• Task instructions:
When a line in the listing below contains the word "reasons", return a copy of that line.

• Given data:
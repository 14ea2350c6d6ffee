// SPDX-License-Identifier: MIT OR Apache-2.0
//! Score-driven planning pre-pass.
//!
//! The planner takes compiled steps plus run context and decides the final
//! ordered step list: a fixed descending prior per canonical step, an
//! "already present" discount, a risk boost for the safety steps, and any
//! caller-supplied bias are combined into softmax scores; the top-scoring
//! candidates are merged with the compiled steps, elevated risk forces the
//! safety steps in, and the result is returned in canonical order. Tag
//! content is never interpreted; a tag only biases the step whose name it
//! equals.

use gwo_core::step::{CANONICAL_STEPS, Step};
use serde::{Deserialize, Serialize};
use std::collections::BTreeMap;

/// Steps forced in when risk is elevated, in canonical position.
pub const SAFETY_STEPS: [Step; 4] = [Step::Scan, Step::Attest, Step::Sanctify, Step::Judge];

/// How many top-scoring steps the planner merges into the plan.
const PREDICTED_TOP_K: usize = 3;

/// Prior for the first canonical step; each later step loses [`PRIOR_DECAY`].
const PRIOR_BASE: f64 = 2.0;
const PRIOR_DECAY: f64 = 0.1;

/// Discount applied to steps already present in the compiled program.
const PRESENT_DISCOUNT: f64 = 1.1;

/// Boost applied to safety steps under elevated risk.
const RISK_BOOST: f64 = 0.4;

/// Boost applied when a tag names a step.
const TAG_BOOST: f64 = 0.2;

/// Risk level carried by a submission.
#[derive(Debug, Clone, Copy, Default, PartialEq, Eq, Serialize, Deserialize)]
#[serde(rename_all = "lowercase")]
pub enum Risk {
    /// Normal operation.
    #[default]
    Low,
    /// Elevated: the safety steps become mandatory.
    High,
}

/// Context the planner scores against.
#[derive(Debug, Clone, Default, PartialEq, Serialize, Deserialize)]
pub struct PlanContext {
    /// Owning tenant.
    pub tenant: String,
    /// Queue priority the run will be submitted with.
    pub priority: u8,
    /// Risk level.
    #[serde(default)]
    pub risk: Risk,
    /// Opaque tags; a tag equal to a step name biases that step.
    #[serde(default)]
    pub tags: Vec<String>,
}

/// Softmax scores per canonical step, highest first.
///
/// Ties break on canonical position, so equal inputs always produce the
/// same ranking.
#[must_use]
pub fn step_scores(
    present: &[Step],
    ctx: &PlanContext,
    bias: &BTreeMap<String, f64>,
) -> Vec<(Step, f64)> {
    let logits: Vec<(Step, f64)> = CANONICAL_STEPS
        .iter()
        .map(|&step| {
            let mut z = PRIOR_BASE - PRIOR_DECAY * step.index() as f64;
            if present.contains(&step) {
                z -= PRESENT_DISCOUNT;
            }
            if ctx.risk == Risk::High && SAFETY_STEPS.contains(&step) {
                z += RISK_BOOST;
            }
            if ctx.tags.iter().any(|t| t == step.name()) {
                z += TAG_BOOST;
            }
            if let Some(b) = bias.get(step.name()) {
                z += b;
            }
            (step, z)
        })
        .collect();

    let max = logits
        .iter()
        .map(|(_, z)| *z)
        .fold(f64::NEG_INFINITY, f64::max);
    let exps: Vec<(Step, f64)> = logits
        .into_iter()
        .map(|(s, z)| (s, (z - max).exp()))
        .collect();
    let total: f64 = exps.iter().map(|(_, p)| p).sum();
    let denom = if total > 0.0 { total } else { 1.0 };

    let mut scored: Vec<(Step, f64)> = exps.into_iter().map(|(s, p)| (s, p / denom)).collect();
    scored.sort_by(|a, b| {
        b.1.partial_cmp(&a.1)
            .unwrap_or(std::cmp::Ordering::Equal)
            .then(a.0.index().cmp(&b.0.index()))
    });
    scored
}

/// Produce the final ordered step list for a run.
///
/// Deterministic: the same `(steps, ctx, bias)` always yields the same
/// output, and the output is always a canonically-ordered subsequence.
#[must_use]
pub fn plan(steps: &[Step], ctx: &PlanContext, bias: &BTreeMap<String, f64>) -> Vec<Step> {
    let scored = step_scores(steps, ctx, bias);
    let predicted: Vec<Step> = scored.iter().take(PREDICTED_TOP_K).map(|(s, _)| *s).collect();

    let mut chosen: Vec<Step> = CANONICAL_STEPS
        .iter()
        .copied()
        .filter(|s| steps.contains(s) || predicted.contains(s))
        .collect();

    if ctx.risk == Risk::High {
        for s in SAFETY_STEPS {
            if !chosen.contains(&s) {
                chosen.push(s);
            }
        }
        chosen.sort_by_key(|s| s.index());
    }
    chosen
}

#[cfg(test)]
mod tests {
    use super::*;
    use gwo_core::step::is_canonical_subsequence;

    fn ctx(risk: Risk) -> PlanContext {
        PlanContext {
            tenant: "public".into(),
            priority: 5,
            risk,
            tags: Vec::new(),
        }
    }

    #[test]
    fn scores_sum_to_one() {
        let scored = step_scores(&[], &ctx(Risk::Low), &BTreeMap::new());
        let total: f64 = scored.iter().map(|(_, p)| p).sum();
        assert!((total - 1.0).abs() < 1e-9);
    }

    #[test]
    fn present_steps_score_lower() {
        let absent = step_scores(&[], &ctx(Risk::Low), &BTreeMap::new());
        let present = step_scores(&[Step::Verify], &ctx(Risk::Low), &BTreeMap::new());
        let p_absent = absent.iter().find(|(s, _)| *s == Step::Verify).unwrap().1;
        let p_present = present.iter().find(|(s, _)| *s == Step::Verify).unwrap().1;
        assert!(p_present < p_absent);
    }

    #[test]
    fn high_risk_forces_safety_steps() {
        let out = plan(&[Step::Verify], &ctx(Risk::High), &BTreeMap::new());
        for s in SAFETY_STEPS {
            assert!(out.contains(&s), "missing safety step {s}");
        }
        assert!(is_canonical_subsequence(&out));
    }

    #[test]
    fn output_preserves_canonical_order() {
        let out = plan(
            &[Step::Verify, Step::Invoke, Step::Deploy],
            &ctx(Risk::Low),
            &BTreeMap::new(),
        );
        assert!(is_canonical_subsequence(&out));
        assert!(out.contains(&Step::Deploy));
    }

    #[test]
    fn bias_promotes_a_step() {
        let mut bias = BTreeMap::new();
        bias.insert("continuum".to_string(), 5.0);
        let scored = step_scores(&[], &ctx(Risk::Low), &bias);
        assert_eq!(scored[0].0, Step::Continuum);
        let out = plan(&[], &ctx(Risk::Low), &bias);
        assert!(out.contains(&Step::Continuum));
    }

    #[test]
    fn tag_matching_step_name_biases_it() {
        let mut c = ctx(Risk::Low);
        c.tags.push("judge".into());
        let with_tag = step_scores(&[], &c, &BTreeMap::new());
        let without = step_scores(&[], &ctx(Risk::Low), &BTreeMap::new());
        let p_with = with_tag.iter().find(|(s, _)| *s == Step::Judge).unwrap().1;
        let p_without = without.iter().find(|(s, _)| *s == Step::Judge).unwrap().1;
        assert!(p_with > p_without);
    }

    #[test]
    fn same_inputs_same_plan() {
        let steps = [Step::Verify, Step::Scan];
        let c = ctx(Risk::High);
        let bias = BTreeMap::new();
        assert_eq!(plan(&steps, &c, &bias), plan(&steps, &c, &bias));
    }
}
// SPDX-License-Identifier: MIT OR Apache-2.0
//! Per-step receipts: the atomic unit of the chain.

use crate::canonical::{canonical_json, sha256_hex};
use chrono::{DateTime, Utc};
use serde::{Deserialize, Serialize};

/// Record of one completed task attempt.
///
/// Receipts are emitted for every completed attempt, pass or fail; a task
/// that is retried leaves one receipt per attempt. The receipt digests the
/// attempt's output and captured log bytes rather than embedding them.
#[derive(Debug, Clone, PartialEq, Serialize, Deserialize)]
pub struct StepReceipt {
    /// Task name within the run's DAG.
    pub task: String,
    /// When the attempt started.
    pub started_ts: DateTime<Utc>,
    /// When the attempt ended.
    pub ended_ts: DateTime<Utc>,
    /// Whether the attempt succeeded.
    pub ok: bool,
    /// SHA-256 of the canonical output bytes (zero digest when none).
    pub output_digest: String,
    /// SHA-256 of the captured log bytes.
    pub log_digest: String,
    /// Brief machine code describing the failure, when `ok` is false.
    #[serde(skip_serializing_if = "Option::is_none")]
    pub error: Option<String>,
}

impl StepReceipt {
    /// SHA-256 over this receipt's canonical serialization.
    #[must_use]
    pub fn digest(&self) -> String {
        let bytes = canonical_json(self).unwrap_or_default();
        sha256_hex(&bytes)
    }
}
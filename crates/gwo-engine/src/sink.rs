// SPDX-License-Identifier: MIT OR Apache-2.0
//! Best-effort event sinks: the signed webhook and the chain export file.

use gwo_core::{Event, canonical_json, sha256_hex};
use gwo_keyring::{HEADER_KEY_ID, HEADER_SIG, Keyring};
use serde::Serialize;
use std::path::PathBuf;
use std::sync::{Mutex, RwLock};
use std::sync::Arc;
use std::time::Duration;
use tracing::debug;

/// Default webhook delivery timeout.
const DEFAULT_WEBHOOK_TIMEOUT: Duration = Duration::from_secs(3);

/// Delivers engine events to a configured URL with an HMAC-signed body.
///
/// Delivery is fire-and-forget: a failure is reported, never propagated,
/// and never blocks the engine.
pub struct WebhookSink {
    client: reqwest::Client,
    url: String,
    keyring: Arc<RwLock<Keyring>>,
    timeout: Duration,
}

impl WebhookSink {
    /// Create a sink posting to `url`.
    pub fn new(
        url: impl Into<String>,
        keyring: Arc<RwLock<Keyring>>,
        timeout_ms: Option<u64>,
    ) -> Self {
        Self {
            client: reqwest::Client::new(),
            url: url.into(),
            keyring,
            timeout: timeout_ms
                .map(Duration::from_millis)
                .unwrap_or(DEFAULT_WEBHOOK_TIMEOUT),
        }
    }

    /// POST one event. Returns whether the sink accepted it.
    pub async fn deliver(&self, event: &Event) -> bool {
        let Ok(body) = canonical_json(event) else {
            return false;
        };
        let envelope = {
            let ring = match self.keyring.read() {
                Ok(r) => r,
                Err(_) => return false,
            };
            match ring.sign(&body) {
                Ok(env) => env,
                Err(e) => {
                    debug!(error = %e, "webhook sink has no signing key");
                    return false;
                }
            }
        };

        let sent = self
            .client
            .post(&self.url)
            .header("Content-Type", "application/json")
            .header(HEADER_KEY_ID, &envelope.key_id)
            .header(HEADER_SIG, &envelope.sig)
            .timeout(self.timeout)
            .body(body)
            .send()
            .await;

        match sent {
            Ok(resp) => resp.status().is_success(),
            Err(e) => {
                debug!(error = %e, url = %self.url, "webhook delivery failed");
                false
            }
        }
    }
}

/// One exported head transition.
#[derive(Debug, Serialize)]
struct ChainLine<'a> {
    prev: &'a str,
    current: &'a str,
    meta: ChainMeta<'a>,
}

#[derive(Debug, Serialize)]
struct ChainMeta<'a> {
    run_id: &'a str,
    task: &'a str,
}

/// Appends `{prev, current, meta}` lines as a run's head advances.
pub struct ChainExporter {
    path: PathBuf,
    lock: Mutex<()>,
}

impl ChainExporter {
    /// Create an exporter writing to `path`.
    #[must_use]
    pub fn new(path: PathBuf) -> Self {
        Self {
            path,
            lock: Mutex::new(()),
        }
    }

    /// Append one head transition. Best-effort; failures are reported but
    /// never fail the run.
    pub fn export(&self, prev: &str, current: &str, run_id: &str, task: &str) {
        use std::io::Write;
        let line = ChainLine {
            prev,
            current,
            meta: ChainMeta { run_id, task },
        };
        let Ok(line) = serde_json::to_string(&line) else {
            return;
        };
        let _guard = self.lock.lock().unwrap_or_else(|e| e.into_inner());
        let opened = std::fs::OpenOptions::new()
            .create(true)
            .append(true)
            .open(&self.path);
        match opened {
            Ok(mut f) => {
                if let Err(e) = writeln!(f, "{line}") {
                    debug!(error = %e, "chain export write failed");
                }
            }
            Err(e) => debug!(error = %e, path = %self.path.display(), "chain export open failed"),
        }
    }

    /// Line count currently exported (test hook).
    #[must_use]
    pub fn len(&self) -> usize {
        std::fs::read_to_string(&self.path)
            .map(|s| s.lines().filter(|l| !l.trim().is_empty()).count())
            .unwrap_or(0)
    }

    /// `true` when nothing has been exported yet.
    #[must_use]
    pub fn is_empty(&self) -> bool {
        self.len() == 0
    }
}

/// Digest helper for runner outputs: canonical bytes of the value, or the
/// zero digest when the attempt produced none.
#[must_use]
pub fn output_digest(output: Option<&serde_json::Value>) -> String {
    match output {
        Some(v) => canonical_json(v)
            .map(|b| sha256_hex(&b))
            .unwrap_or_else(|_| gwo_core::ZERO_DIGEST.to_string()),
        None => gwo_core::ZERO_DIGEST.to_string(),
    }
}
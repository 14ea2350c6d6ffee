// SPDX-License-Identifier: MIT OR Apache-2.0
//! gwo-config
#![deny(unsafe_code)]
#![warn(missing_docs)]
//!
//! Orchestrator configuration: tenant quotas, queue backend selection,
//! engine sizing, file locations, and the rollout budget. Loaded from TOML
//! with validation; every field has a sensible default so an empty file is
//! a working configuration.

use serde::{Deserialize, Serialize};
use std::collections::BTreeMap;
use std::path::{Path, PathBuf};

/// Errors from configuration loading or validation.
#[derive(Debug, thiserror::Error)]
pub enum ConfigError {
    /// The requested configuration file was not found or unreadable.
    #[error("config file not readable: {path}: {source}")]
    Io {
        /// Path that was requested.
        path: String,
        /// Underlying I/O error.
        #[source]
        source: std::io::Error,
    },

    /// The file could not be parsed as valid TOML.
    #[error("failed to parse config: {0}")]
    Parse(#[from] toml::de::Error),

    /// Semantic validation failed (one or more problems).
    #[error("config validation failed: {reasons:?}")]
    Validation {
        /// Individual validation failure messages.
        reasons: Vec<String>,
    },
}

/// Per-tenant admission limits.
#[derive(Debug, Clone, Copy, PartialEq, Eq, Serialize, Deserialize)]
pub struct Quota {
    /// Maximum runs executing concurrently for the tenant.
    pub max_concurrent: u32,
    /// Maximum admissions inside any 60-second window.
    pub per_minute: u32,
}

impl Default for Quota {
    fn default() -> Self {
        Self {
            max_concurrent: 2,
            per_minute: 30,
        }
    }
}

/// Which queue backend the engine drains.
#[derive(Debug, Clone, PartialEq, Eq, Serialize, Deserialize, Default)]
#[serde(rename_all = "snake_case", tag = "backend")]
pub enum QueueBackend {
    /// Ephemeral in-memory priority queue. Contents are lost on shutdown.
    #[default]
    Memory,
    /// Named append-only stream on disk; survives restarts.
    Stream {
        /// Stream file path. The consumer cursor lives alongside it.
        path: PathBuf,
    },
}

/// Rollout gate budget.
#[derive(Debug, Clone, Copy, PartialEq, Serialize, Deserialize)]
pub struct RolloutBudget {
    /// Maximum tolerated error rate.
    pub error_budget: f64,
    /// Minimum observed requests before the gate can proceed.
    pub min_requests: u64,
}

impl Default for RolloutBudget {
    fn default() -> Self {
        Self {
            error_budget: 0.01,
            min_requests: 200,
        }
    }
}

/// Top-level orchestrator configuration.
#[derive(Debug, Clone, PartialEq, Serialize, Deserialize, Default)]
#[serde(default)]
pub struct OrchestratorConfig {
    /// Engine sizing and timeouts.
    pub engine: EngineConfig,
    /// Queue backend selection.
    pub queue: QueueBackend,
    /// Event bus capacity.
    pub bus: BusConfig,
    /// Audit log location and rotation.
    pub audit: AuditConfig,
    /// Keyring persistence and request signing.
    pub keys: KeyConfig,
    /// Rollout gate budget.
    pub rollout: RolloutBudget,
    /// Optional webhook sink for engine events.
    pub webhook: WebhookConfig,
    /// Tenant name → quota. Unknown tenants fall back to the `public` entry
    /// or, failing that, to [`Quota::default`].
    pub tenants: BTreeMap<String, Quota>,
}

/// Engine sizing.
#[derive(Debug, Clone, PartialEq, Eq, Serialize, Deserialize)]
#[serde(default)]
pub struct EngineConfig {
    /// Number of worker tasks. Bounds total concurrency.
    pub workers: usize,
    /// Queue drain wait per poll, in milliseconds.
    pub drain_timeout_ms: u64,
    /// Delay before re-enqueueing a job that admission refused, in
    /// milliseconds.
    pub requeue_delay_ms: u64,
    /// Optional per-run chain export file (`{prev, current, meta}` lines).
    pub chain_export: Option<PathBuf>,
}

impl Default for EngineConfig {
    fn default() -> Self {
        Self {
            workers: 4,
            drain_timeout_ms: 500,
            requeue_delay_ms: 250,
            chain_export: None,
        }
    }
}

/// Event bus sizing.
#[derive(Debug, Clone, PartialEq, Eq, Serialize, Deserialize)]
#[serde(default)]
pub struct BusConfig {
    /// Ring buffer and per-subscriber channel capacity.
    pub capacity: usize,
}

impl Default for BusConfig {
    fn default() -> Self {
        Self { capacity: 1024 }
    }
}

/// Audit log location and rotation policy.
#[derive(Debug, Clone, PartialEq, Eq, Serialize, Deserialize)]
#[serde(default)]
pub struct AuditConfig {
    /// Audit log path.
    pub path: PathBuf,
    /// Rotate once the file exceeds this many bytes.
    pub rotate_bytes: u64,
}

impl Default for AuditConfig {
    fn default() -> Self {
        Self {
            path: PathBuf::from("audit.jsonl"),
            rotate_bytes: 64 * 1024 * 1024,
        }
    }
}

/// Keyring persistence and request-signature enforcement.
#[derive(Debug, Clone, PartialEq, Eq, Serialize, Deserialize)]
#[serde(default)]
pub struct KeyConfig {
    /// Keyring document path.
    pub path: PathBuf,
    /// Rotation ledger path.
    pub ledger_path: PathBuf,
    /// Require `X-Codex-Sig` on signed endpoints.
    pub require_signatures: bool,
    /// Opaque admission token expected in `X-Auth`, when set.
    pub auth_token: Option<String>,
}

impl Default for KeyConfig {
    fn default() -> Self {
        Self {
            path: PathBuf::from("keyring.json"),
            ledger_path: PathBuf::from("keyring.ledger.jsonl"),
            require_signatures: false,
            auth_token: None,
        }
    }
}

/// Webhook sink settings.
#[derive(Debug, Clone, PartialEq, Eq, Serialize, Deserialize, Default)]
#[serde(default)]
pub struct WebhookConfig {
    /// Destination URL. Empty disables the sink.
    pub url: Option<String>,
    /// Delivery timeout in milliseconds.
    pub timeout_ms: Option<u64>,
}

impl OrchestratorConfig {
    /// Load and validate a TOML configuration file.
    ///
    /// # Errors
    ///
    /// [`ConfigError::Io`] when the file cannot be read,
    /// [`ConfigError::Parse`] on malformed TOML, and
    /// [`ConfigError::Validation`] when limits are out of range.
    pub fn load(path: &Path) -> Result<Self, ConfigError> {
        let raw = std::fs::read_to_string(path).map_err(|source| ConfigError::Io {
            path: path.display().to_string(),
            source,
        })?;
        let cfg: Self = toml::from_str(&raw)?;
        cfg.validate()?;
        Ok(cfg)
    }

    /// Validate semantic constraints.
    ///
    /// # Errors
    ///
    /// [`ConfigError::Validation`] listing every failed constraint.
    pub fn validate(&self) -> Result<(), ConfigError> {
        let mut reasons = Vec::new();
        if self.engine.workers == 0 {
            reasons.push("engine.workers must be at least 1".to_string());
        }
        if self.bus.capacity == 0 {
            reasons.push("bus.capacity must be at least 1".to_string());
        }
        if !(0.0..=1.0).contains(&self.rollout.error_budget) {
            reasons.push("rollout.error_budget must be within [0, 1]".to_string());
        }
        for (tenant, q) in &self.tenants {
            if q.max_concurrent == 0 {
                reasons.push(format!("tenants.{tenant}.max_concurrent must be at least 1"));
            }
            if q.per_minute == 0 {
                reasons.push(format!("tenants.{tenant}.per_minute must be at least 1"));
            }
        }
        if reasons.is_empty() {
            Ok(())
        } else {
            Err(ConfigError::Validation { reasons })
        }
    }

    /// Quota for a tenant, falling back to `public` and then the default.
    #[must_use]
    pub fn quota(&self, tenant: &str) -> Quota {
        self.tenants
            .get(tenant)
            .or_else(|| self.tenants.get("public"))
            .copied()
            .unwrap_or_default()
    }
}
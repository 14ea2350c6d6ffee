// SPDX-License-Identifier: MIT OR Apache-2.0
//! gwo-keyring
#![deny(unsafe_code)]
#![warn(missing_docs)]
//!
//! Labeled signing secrets with rotation. The keyring holds opaque key
//! records (HMAC-SHA256 or Ed25519), keeps at most one *active* key per
//! algorithm, signs with the active key, and verifies against the named
//! key, then the active keys, then every historical key so consumers keep
//! working across a rotation. Signatures travel as URL-safe base64 without
//! padding inside an envelope that always names the algorithm.

use base64::Engine;
use base64::engine::general_purpose::URL_SAFE_NO_PAD;
use chrono::{DateTime, Utc};
use ed25519_dalek::{Signer, Verifier};
use gwo_core::{ZERO_DIGEST, sha256_hex};
use hmac::{Hmac, Mac};
use rand::RngCore;
use serde::{Deserialize, Serialize};
use sha2::Sha256;
use std::collections::BTreeMap;
use std::path::Path;

type HmacSha256 = Hmac<Sha256>;

/// Header naming the key id that signed a request or webhook body.
pub const HEADER_KEY_ID: &str = "X-Codex-KeyId";

/// Header carrying the body signature (URL-safe base64, no padding).
pub const HEADER_SIG: &str = "X-Codex-Sig";

/// Errors from keyring operations.
#[derive(Debug, thiserror::Error)]
pub enum KeyringError {
    /// No active key exists for the requested algorithm.
    #[error("no active {alg} key")]
    NoActiveKey {
        /// The algorithm that has no active key.
        alg: KeyAlgorithm,
    },
    /// The named key id is not in the ring.
    #[error("unknown key id: {key_id}")]
    UnknownKey {
        /// The missing key id.
        key_id: String,
    },
    /// A stored secret could not be used with its declared algorithm.
    #[error("malformed key material for {key_id}")]
    BadKeyMaterial {
        /// The offending key id.
        key_id: String,
    },
    /// Keyring persistence failed.
    #[error("keyring io: {0}")]
    Io(#[from] std::io::Error),
    /// Keyring document (de)serialization failed.
    #[error("keyring serde: {0}")]
    Serde(#[from] serde_json::Error),
}

/// Supported signing algorithms.
#[derive(Debug, Clone, Copy, PartialEq, Eq, PartialOrd, Ord, Hash, Serialize, Deserialize)]
#[serde(rename_all = "kebab-case")]
pub enum KeyAlgorithm {
    /// HMAC over SHA-256 with an opaque shared secret.
    HmacSha256,
    /// Ed25519 with a stored 32-byte seed.
    Ed25519,
}

impl std::fmt::Display for KeyAlgorithm {
    fn fmt(&self, f: &mut std::fmt::Formatter<'_>) -> std::fmt::Result {
        match self {
            Self::HmacSha256 => f.write_str("hmac-sha256"),
            Self::Ed25519 => f.write_str("ed25519"),
        }
    }
}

• Output of the task:
    #[error("config validation failed: {reasons:?}")]
        reasons: Vec<String>,
        let mut reasons = Vec::new();
            reasons.push("engine.workers must be at least 1".to_string());
            reasons.push("bus.capacity must be at least 1".to_string());
            reasons.push("rollout.error_budget must be within [0, 1]".to_string());
                reasons.push(format!("tenants.{tenant}.max_concurrent must be at least 1"));
                reasons.push(format!("tenants.{tenant}.per_minute must be at least 1"));
        if reasons.is_empty() {
            Err(ConfigError::Validation { reasons })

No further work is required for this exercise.